Y así funciona el cine de Garrel, merodeando sobre un terreno en el que el cineasta se siente cómodo y que tiene como resultado una obra cargada de sencillez, depuración y delicadeza. Habrá quien quiera reprocharle falta de riesgo, o habrá quien vea en él el último bastión de una manera de contar cierto tipo de historias. Pero tanto unos como otros podrán reconocer la liviandad de su puesta en escena, sin recurrir a florituras o rupturas, para crear una película directa y emotiva sobre la entrega en la vida en pareja desde un punto de vista a la vez irónico y abatido.

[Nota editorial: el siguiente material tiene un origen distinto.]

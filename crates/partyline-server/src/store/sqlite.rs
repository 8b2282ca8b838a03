use async_trait::async_trait;
use chrono::{DateTime, Utc};
use sqlx::sqlite::{SqlitePool, SqlitePoolOptions, SqliteRow};
use sqlx::Row;

use partyline_core::game_registry::GameType;
use partyline_core::player::name_key;
use partyline_core::room::RoomSettings;

use super::{GameSettingsRecord, RoomRecord, RoomStore, StoreError};

/// SQLite-backed [`RoomStore`].
#[derive(Clone)]
pub struct SqliteStore {
    pool: SqlitePool,
}

impl SqliteStore {
    /// Connect and create any missing tables.
    pub async fn connect(url: &str) -> Result<Self, StoreError> {
        let pool = SqlitePoolOptions::new()
            .max_connections(5)
            .connect(url)
            .await?;
        let store = Self { pool };
        store.init_schema().await?;
        Ok(store)
    }

    /// A private in-memory database. One connection, kept open for the
    /// lifetime of the pool so the data survives.
    pub async fn in_memory() -> Result<Self, StoreError> {
        let pool = SqlitePoolOptions::new()
            .max_connections(1)
            .min_connections(1)
            .idle_timeout(None)
            .max_lifetime(None)
            .connect("sqlite::memory:")
            .await?;
        Ok(Self { pool })
    }

    /// Create all tables if they don't exist.
    pub async fn init_schema(&self) -> Result<(), StoreError> {
        sqlx::query(
            "CREATE TABLE IF NOT EXISTS rooms (
                code TEXT PRIMARY KEY,
                host_id TEXT NOT NULL,
                owner_account_id TEXT,
                host_token TEXT,
                host_name TEXT NOT NULL,
                name TEXT NOT NULL DEFAULT '',
                description TEXT NOT NULL DEFAULT '',
                settings TEXT NOT NULL DEFAULT '{}',
                current_game TEXT,
                expires_at INTEGER NOT NULL,
                last_accessed INTEGER NOT NULL,
                created_at INTEGER NOT NULL,
                connected_players INTEGER NOT NULL DEFAULT 0,
                active INTEGER NOT NULL DEFAULT 1
            )",
        )
        .execute(&self.pool)
        .await?;

        sqlx::query(
            "CREATE INDEX IF NOT EXISTS rooms_owner_idx
             ON rooms (owner_account_id, active, last_accessed)",
        )
        .execute(&self.pool)
        .await?;

        sqlx::query(
            "CREATE TABLE IF NOT EXISTS player_profiles (
                name TEXT PRIMARY KEY,
                avatar TEXT NOT NULL
            )",
        )
        .execute(&self.pool)
        .await?;

        sqlx::query(
            "CREATE TABLE IF NOT EXISTS session_scores (
                room_code TEXT NOT NULL,
                player_name TEXT NOT NULL,
                total INTEGER NOT NULL DEFAULT 0,
                PRIMARY KEY (room_code, player_name)
            )",
        )
        .execute(&self.pool)
        .await?;

        sqlx::query(
            "CREATE TABLE IF NOT EXISTS game_settings (
                room_code TEXT NOT NULL,
                game_type TEXT NOT NULL,
                content_set_id TEXT,
                PRIMARY KEY (room_code, game_type)
            )",
        )
        .execute(&self.pool)
        .await?;

        sqlx::query(
            "CREATE TABLE IF NOT EXISTS content_items (
                id INTEGER PRIMARY KEY,
                game_type TEXT NOT NULL,
                content_set_id TEXT,
                payload TEXT NOT NULL
            )",
        )
        .execute(&self.pool)
        .await?;

        Ok(())
    }

    pub async fn set_game_settings(
        &self,
        room_code: &str,
        game_type: GameType,
        content_set_id: Option<&str>,
    ) -> Result<(), StoreError> {
        sqlx::query(
            "INSERT INTO game_settings (room_code, game_type, content_set_id)
             VALUES (?1, ?2, ?3)
             ON CONFLICT(room_code, game_type) DO UPDATE SET content_set_id = ?3",
        )
        .bind(room_code)
        .bind(game_type.as_str())
        .bind(content_set_id)
        .execute(&self.pool)
        .await?;
        Ok(())
    }

    pub async fn add_content(
        &self,
        game_type: GameType,
        content_set_id: Option<&str>,
        payload: &serde_json::Value,
    ) -> Result<(), StoreError> {
        sqlx::query(
            "INSERT INTO content_items (game_type, content_set_id, payload) VALUES (?1, ?2, ?3)",
        )
        .bind(game_type.as_str())
        .bind(content_set_id)
        .bind(serde_json::to_string(payload)?)
        .execute(&self.pool)
        .await?;
        Ok(())
    }
}

/// Treat a missing table as an empty result.
fn or_empty<T: Default>(result: Result<T, sqlx::Error>) -> Result<T, StoreError> {
    match result {
        Ok(value) => Ok(value),
        Err(e) => {
            let e = StoreError::from(e);
            if e.is_missing_table() {
                tracing::debug!(error = %e, "Store table missing, treating as empty");
                Ok(T::default())
            } else {
                Err(e)
            }
        },
    }
}

fn millis(ts: DateTime<Utc>) -> i64 {
    ts.timestamp_millis()
}

fn from_millis(ms: i64) -> DateTime<Utc> {
    DateTime::from_timestamp_millis(ms).unwrap_or_default()
}

fn room_from_row(row: &SqliteRow) -> Result<RoomRecord, sqlx::Error> {
    let settings: String = row.try_get("settings")?;
    let current_game: Option<String> = row.try_get("current_game")?;
    let connected: i64 = row.try_get("connected_players")?;
    Ok(RoomRecord {
        code: row.try_get("code")?,
        host_id: row.try_get("host_id")?,
        host_name: row.try_get("host_name")?,
        owner_account_id: row.try_get("owner_account_id")?,
        host_token: row.try_get("host_token")?,
        settings: RoomSettings::from_json(&settings),
        current_game: current_game.as_deref().and_then(GameType::from_str_opt),
        created_at: from_millis(row.try_get("created_at")?),
        expires_at: from_millis(row.try_get("expires_at")?),
        last_accessed: from_millis(row.try_get("last_accessed")?),
        connected_players: u32::try_from(connected).unwrap_or(0),
        active: row.try_get("active")?,
    })
}

const ROOM_COLUMNS: &str = "code, host_id, owner_account_id, host_token, host_name, settings, \
     current_game, expires_at, last_accessed, created_at, connected_players, active";

fn payloads(rows: Vec<SqliteRow>) -> Vec<serde_json::Value> {
    rows.iter()
        .filter_map(|row| {
            let raw: String = row.try_get("payload").ok()?;
            match serde_json::from_str(&raw) {
                Ok(value) => Some(value),
                Err(e) => {
                    tracing::warn!(error = %e, "Skipping malformed content row");
                    None
                },
            }
        })
        .collect()
}

#[async_trait]
impl RoomStore for SqliteStore {
    async fn upsert_room(&self, record: &RoomRecord) -> Result<(), StoreError> {
        let settings = serde_json::to_string(&record.settings)?;
        let result = sqlx::query(
            "INSERT INTO rooms (code, host_id, owner_account_id, host_token, host_name, name,
                description, settings, current_game, expires_at, last_accessed, created_at,
                connected_players, active)
             VALUES (?1, ?2, ?3, ?4, ?5, ?6, ?7, ?8, ?9, ?10, ?11, ?12, ?13, ?14)
             ON CONFLICT(code) DO UPDATE SET
                host_id = ?2, owner_account_id = ?3, host_token = ?4, host_name = ?5,
                name = ?6, description = ?7, settings = ?8, current_game = ?9,
                expires_at = ?10, last_accessed = ?11, connected_players = ?13, active = ?14",
        )
        .bind(&record.code)
        .bind(&record.host_id)
        .bind(&record.owner_account_id)
        .bind(&record.host_token)
        .bind(&record.host_name)
        .bind(&record.settings.name)
        .bind(&record.settings.description)
        .bind(settings)
        .bind(record.current_game.map(|g| g.as_str()))
        .bind(millis(record.expires_at))
        .bind(millis(record.last_accessed))
        .bind(millis(record.created_at))
        .bind(i64::from(record.connected_players))
        .bind(record.active)
        .execute(&self.pool)
        .await
        .map(drop);
        or_empty(result)
    }

    async fn load_room(&self, code: &str) -> Result<Option<RoomRecord>, StoreError> {
        let row = or_empty(
            sqlx::query(&format!("SELECT {ROOM_COLUMNS} FROM rooms WHERE code = ?1"))
                .bind(code)
                .fetch_optional(&self.pool)
                .await,
        )?;
        Ok(row.as_ref().map(room_from_row).transpose()?)
    }

    async fn touch_room(
        &self,
        code: &str,
        expires_at: DateTime<Utc>,
        last_accessed: DateTime<Utc>,
        connected_players: u32,
    ) -> Result<(), StoreError> {
        let result = sqlx::query(
            "UPDATE rooms SET expires_at = ?2, last_accessed = ?3, connected_players = ?4
             WHERE code = ?1",
        )
        .bind(code)
        .bind(millis(expires_at))
        .bind(millis(last_accessed))
        .bind(i64::from(connected_players))
        .execute(&self.pool)
        .await
        .map(drop);
        or_empty(result)
    }

    async fn set_room_active(
        &self,
        code: &str,
        active: bool,
        expires_at: Option<DateTime<Utc>>,
    ) -> Result<bool, StoreError> {
        let result = sqlx::query(
            "UPDATE rooms SET active = ?2, expires_at = COALESCE(?3, expires_at) WHERE code = ?1",
        )
        .bind(code)
        .bind(active)
        .bind(expires_at.map(millis))
        .execute(&self.pool)
        .await
        .map(|done| done.rows_affected() > 0);
        or_empty(result)
    }

    async fn set_host_token(&self, code: &str, token: &str) -> Result<bool, StoreError> {
        let result = sqlx::query("UPDATE rooms SET host_token = ?2 WHERE code = ?1")
            .bind(code)
            .bind(token)
            .execute(&self.pool)
            .await
            .map(|done| done.rows_affected() > 0);
        or_empty(result)
    }

    async fn find_room_by_host_token(
        &self,
        token: &str,
    ) -> Result<Option<RoomRecord>, StoreError> {
        let row = or_empty(
            sqlx::query(&format!(
                "SELECT {ROOM_COLUMNS} FROM rooms WHERE host_token = ?1 LIMIT 1"
            ))
            .bind(token)
            .fetch_optional(&self.pool)
            .await,
        )?;
        Ok(row.as_ref().map(room_from_row).transpose()?)
    }

    async fn latest_active_room_for_owner(
        &self,
        owner: &str,
        now: DateTime<Utc>,
    ) -> Result<Option<RoomRecord>, StoreError> {
        let row = or_empty(
            sqlx::query(&format!(
                "SELECT {ROOM_COLUMNS} FROM rooms
                 WHERE owner_account_id = ?1 AND active = 1 AND expires_at > ?2
                 ORDER BY last_accessed DESC LIMIT 1"
            ))
            .bind(owner)
            .bind(millis(now))
            .fetch_optional(&self.pool)
            .await,
        )?;
        Ok(row.as_ref().map(room_from_row).transpose()?)
    }

    async fn load_profile_avatar(&self, player_name: &str) -> Result<Option<String>, StoreError> {
        let row = or_empty(
            sqlx::query("SELECT avatar FROM player_profiles WHERE name = ?1")
                .bind(name_key(player_name))
                .fetch_optional(&self.pool)
                .await,
        )?;
        Ok(row.map(|r| r.try_get::<String, _>("avatar")).transpose()?)
    }

    async fn upsert_profile_avatar(
        &self,
        player_name: &str,
        avatar: &str,
    ) -> Result<(), StoreError> {
        let result = sqlx::query(
            "INSERT INTO player_profiles (name, avatar) VALUES (?1, ?2)
             ON CONFLICT(name) DO UPDATE SET avatar = ?2",
        )
        .bind(name_key(player_name))
        .bind(avatar)
        .execute(&self.pool)
        .await
        .map(drop);
        or_empty(result)
    }

    async fn load_session_score(
        &self,
        room_code: &str,
        player_name: &str,
    ) -> Result<Option<i64>, StoreError> {
        let row = or_empty(
            sqlx::query(
                "SELECT total FROM session_scores WHERE room_code = ?1 AND player_name = ?2",
            )
            .bind(room_code)
            .bind(name_key(player_name))
            .fetch_optional(&self.pool)
            .await,
        )?;
        Ok(row.map(|r| r.try_get::<i64, _>("total")).transpose()?)
    }

    async fn upsert_session_score(
        &self,
        room_code: &str,
        player_name: &str,
        total: i64,
    ) -> Result<(), StoreError> {
        let result = sqlx::query(
            "INSERT INTO session_scores (room_code, player_name, total) VALUES (?1, ?2, ?3)
             ON CONFLICT(room_code, player_name) DO UPDATE SET total = ?3",
        )
        .bind(room_code)
        .bind(name_key(player_name))
        .bind(total)
        .execute(&self.pool)
        .await
        .map(drop);
        or_empty(result)
    }

    async fn clear_session_scores(&self, room_code: &str) -> Result<(), StoreError> {
        let result = sqlx::query("DELETE FROM session_scores WHERE room_code = ?1")
            .bind(room_code)
            .execute(&self.pool)
            .await
            .map(drop);
        or_empty(result)
    }

    async fn load_game_settings(
        &self,
        room_code: &str,
        game_type: GameType,
    ) -> Result<Option<GameSettingsRecord>, StoreError> {
        let row = or_empty(
            sqlx::query(
                "SELECT content_set_id FROM game_settings WHERE room_code = ?1 AND game_type = ?2",
            )
            .bind(room_code)
            .bind(game_type.as_str())
            .fetch_optional(&self.pool)
            .await,
        )?;
        let Some(row) = row else {
            return Ok(None);
        };
        Ok(Some(GameSettingsRecord {
            room_code: room_code.to_string(),
            game_type,
            content_set_id: row.try_get("content_set_id")?,
        }))
    }

    async fn load_content_set(
        &self,
        game_type: GameType,
        content_set_id: &str,
    ) -> Result<Vec<serde_json::Value>, StoreError> {
        let rows = or_empty(
            sqlx::query(
                "SELECT payload FROM content_items
                 WHERE game_type = ?1 AND content_set_id = ?2 ORDER BY id",
            )
            .bind(game_type.as_str())
            .bind(content_set_id)
            .fetch_all(&self.pool)
            .await,
        )?;
        Ok(payloads(rows))
    }

    async fn load_default_content(
        &self,
        game_type: GameType,
        limit: u32,
    ) -> Result<Vec<serde_json::Value>, StoreError> {
        let rows = or_empty(
            sqlx::query(
                "SELECT payload FROM content_items
                 WHERE game_type = ?1 AND content_set_id IS NULL ORDER BY id LIMIT ?2",
            )
            .bind(game_type.as_str())
            .bind(i64::from(limit))
            .fetch_all(&self.pool)
            .await,
        )?;
        Ok(payloads(rows))
    }
}
use axum::extract::{Path, State};
use axum::http::HeaderMap;
use axum::response::Json;
use chrono::{DateTime, Utc};
use serde::Serialize;

use partyline_core::net::messages::LeaderboardEntry;
use partyline_core::room::normalize_room_code;

use crate::auth;
use crate::error::AppError;
use crate::state::AppState;

#[derive(Debug, Serialize)]
pub struct HostTokenResponse {
    pub room_code: String,
    pub host_token: String,
}

#[derive(Debug, Serialize)]
pub struct RoomActivityResponse {
    pub room_code: String,
    pub active: bool,
    #[serde(skip_serializing_if = "Option::is_none")]
    pub expires_at: Option<DateTime<Utc>>,
}

#[derive(Debug, Serialize)]
pub struct LeaderboardResponse {
    pub room_code: String,
    pub entries: Vec<LeaderboardEntry>,
}

#[derive(Debug, Serialize)]
pub struct RoomSummary {
    pub code: String,
    pub players: usize,
    pub host_disconnected: bool,
    pub current_game: Option<String>,
    pub expires_at: DateTime<Utc>,
}

#[derive(Debug, Serialize)]
pub struct StatusResponse {
    pub store: &'static str,
    pub games: usize,
    pub rooms: Vec<RoomSummary>,
}

fn require_account(headers: &HeaderMap) -> Result<String, AppError> {
    auth::account_id(headers).ok_or_else(|| {
        AppError::Unauthorized(format!("missing {} header", auth::ACCOUNT_HEADER))
    })
}

/// POST /api/v1/rooms/{code}/host-token — replace the room's host token.
pub async fn regenerate_host_token(
    State(state): State<AppState>,
    Path(code): Path<String>,
    headers: HeaderMap,
) -> Result<Json<HostTokenResponse>, AppError> {
    let account = require_account(&headers)?;
    let code = normalize_room_code(&code);
    let host_token = state.service.regenerate_host_token(&code, &account).await?;
    Ok(Json(HostTokenResponse {
        room_code: code,
        host_token,
    }))
}

/// POST /api/v1/rooms/{code}/reactivate
pub async fn reactivate_room(
    State(state): State<AppState>,
    Path(code): Path<String>,
    headers: HeaderMap,
) -> Result<Json<RoomActivityResponse>, AppError> {
    let account = require_account(&headers)?;
    let code = normalize_room_code(&code);
    let expires_at = state.service.reactivate_room(&code, &account).await?;
    Ok(Json(RoomActivityResponse {
        room_code: code,
        active: true,
        expires_at: Some(expires_at),
    }))
}

/// POST /api/v1/rooms/{code}/deactivate
pub async fn deactivate_room(
    State(state): State<AppState>,
    Path(code): Path<String>,
    headers: HeaderMap,
) -> Result<Json<RoomActivityResponse>, AppError> {
    let account = require_account(&headers)?;
    let code = normalize_room_code(&code);
    state.service.deactivate_room(&code, &account).await?;
    Ok(Json(RoomActivityResponse {
        room_code: code,
        active: false,
        expires_at: None,
    }))
}

/// GET /api/v1/rooms/{code}/leaderboard
pub async fn get_leaderboard(
    State(state): State<AppState>,
    Path(code): Path<String>,
) -> Result<Json<LeaderboardResponse>, AppError> {
    let code = normalize_room_code(&code);
    let rooms = state.rooms.read().await;
    if !rooms.room_exists(&code) {
        return Err(AppError::NotFound(format!("room {code} is not live")));
    }
    let entries = rooms.get_session_leaderboard(&code);
    Ok(Json(LeaderboardResponse {
        room_code: code,
        entries,
    }))
}

/// GET /api/v1/status — live rooms at a glance.
pub async fn get_status(State(state): State<AppState>) -> Json<StatusResponse> {
    let rooms = state.rooms.read().await;
    let mut summaries: Vec<RoomSummary> = rooms
        .rooms()
        .map(|room| RoomSummary {
            code: room.code.clone(),
            players: room.connected_count(),
            host_disconnected: room.host_disconnected,
            current_game: room.current_game.map(|g| g.as_str().to_string()),
            expires_at: room.expires_at,
        })
        .collect();
    summaries.sort_by(|a, b| a.code.cmp(&b.code));

    Json(StatusResponse {
        store: state.store_backend,
        games: state.game_registry.available_games(),
        rooms: summaries,
    })
}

Mientras que la voz en off nos indica que es ella, Manon, la que vive a la sombra de Pierre, el título hace referencia a la sombra de las mujeres, donde parece cobijarse el ego sentimental de él. “No me culpes por ser un hombre”, le espeta él en una de sus discusiones, mientras ella reafirma ante su madre que no considera que haya sacrificado su vida profesional por estar junto al hombre al que ama. En estos dos ejemplos se ven los polos sobre los que bascula L’ombre des femmes, la batalla subliminal entre una relación marcada por los roles y clichés sociales establecidos pero que se quiere sentir libre de ataduras ante esa idea bohemia, romántica, libre y agridulce del amor tan representativa del cine francés. La infidelidad aparece inevitablemente como una pieza intrínseca a este engranaje sentimental. Sin dar demasiadas vueltas, Garrel consigue esquivar las clásicas consideraciones simplistas de género propias de estas situaciones, y así, casi como en un soplo, los escasos 73 minutos que utiliza para contar la historia pasan con la levedad de ese cine resistente que se ocupa de las pequeñas cosas de la vida.